-------- Given data --------
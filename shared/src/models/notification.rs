//! Notification Model

use chrono::NaiveDateTime;
use serde::{Deserialize, Serialize};

/// Known notification types emitted by the service
#[derive(Debug, Clone, Copy, PartialEq, Eq, Hash)]
pub enum NotificationKind {
    NewOrder,
    OrderStatusUpdate,
    ProductApproval,
    NewProduct,
    NewReview,
}

impl NotificationKind {
    pub fn parse(value: &str) -> Option<Self> {
        match value {
            "new_order" => Some(Self::NewOrder),
            "order_status_update" => Some(Self::OrderStatusUpdate),
            "product_approval" => Some(Self::ProductApproval),
            "new_product" => Some(Self::NewProduct),
            "new_review" => Some(Self::NewReview),
            _ => None,
        }
    }

    pub fn as_str(&self) -> &'static str {
        match self {
            Self::NewOrder => "new_order",
            Self::OrderStatusUpdate => "order_status_update",
            Self::ProductApproval => "product_approval",
            Self::NewProduct => "new_product",
            Self::NewReview => "new_review",
        }
    }
}

/// Notification as stored by the service and pushed over the realtime channel
///
/// Pushed payloads may omit `id`; they are built before the insert id is known.
#[derive(Debug, Clone, PartialEq, Serialize, Deserialize)]
pub struct Notification {
    #[serde(default)]
    pub id: String,
    pub user_id: String,
    #[serde(rename = "type")]
    pub kind: String,
    pub message: String,
    #[serde(default)]
    pub read: bool,
    #[serde(default)]
    pub created_at: Option<NaiveDateTime>,
}

impl Notification {
    pub fn new(user_id: impl Into<String>, kind: NotificationKind, message: impl Into<String>) -> Self {
        Self {
            id: String::new(),
            user_id: user_id.into(),
            kind: kind.as_str().to_string(),
            message: message.into(),
            read: false,
            created_at: None,
        }
    }

    /// Typed view of `kind`; `None` for types this client does not know
    pub fn known_kind(&self) -> Option<NotificationKind> {
        NotificationKind::parse(&self.kind)
    }
}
--------
## Activity:
Reproduce the records exactly, keeping every line.

## Answer space:
filename shared/src/models/notification.rs
//! Notification Model

use chrono::NaiveDateTime;
use serde::{Deserialize, Serialize};

/// Known notification types emitted by the service
#[derive(Debug, Clone, Copy, PartialEq, Eq, Hash)]
pub enum NotificationKind {
    NewOrder,
    OrderStatusUpdate,
    ProductApproval,
    NewProduct,
    NewReview,
}

impl NotificationKind {
    pub fn parse(value: &str) -> Option<Self> {
        match value {
            "new_order" => Some(Self::NewOrder),
            "order_status_update" => Some(Self::OrderStatusUpdate),
            "product_approval" => Some(Self::ProductApproval),
            "new_product" => Some(Self::NewProduct),
            "new_review" => Some(Self::NewReview),
            _ => None,
        }
    }

    pub fn as_str(&self) -> &'static str {
        match self {
            Self::NewOrder => "new_order",
            Self::OrderStatusUpdate => "order_status_update",
            Self::ProductApproval => "product_approval",
            Self::NewProduct => "new_product",
            Self::NewReview => "new_review",
        }
    }
}

/// Notification as stored by the service and pushed over the realtime channel
///
/// Pushed payloads may omit `id`; they are built before the insert id is known.
#[derive(Debug, Clone, PartialEq, Serialize, Deserialize)]
pub struct Notification {
    #[serde(default)]
    pub id: String,
    pub user_id: String,
    #[serde(rename = "type")]
    pub kind: String,
    pub message: String,
    #[serde(default)]
    pub read: bool,
    #[serde(default)]
    pub created_at: Option<NaiveDateTime>,
}

impl Notification {
    pub fn new(user_id: impl Into<String>, kind: NotificationKind, message: impl Into<String>) -> Self {
        Self {
            id: String::new(),
            user_id: user_id.into(),
            kind: kind.as_str().to_string(),
            message: message.into(),
            read: false,
            created_at: None,
        }
    }

    /// Typed view of `kind`; `None` for types this client does not know
    pub fn known_kind(&self) -> Option<NotificationKind> {
        NotificationKind::parse(&self.kind)
    }
}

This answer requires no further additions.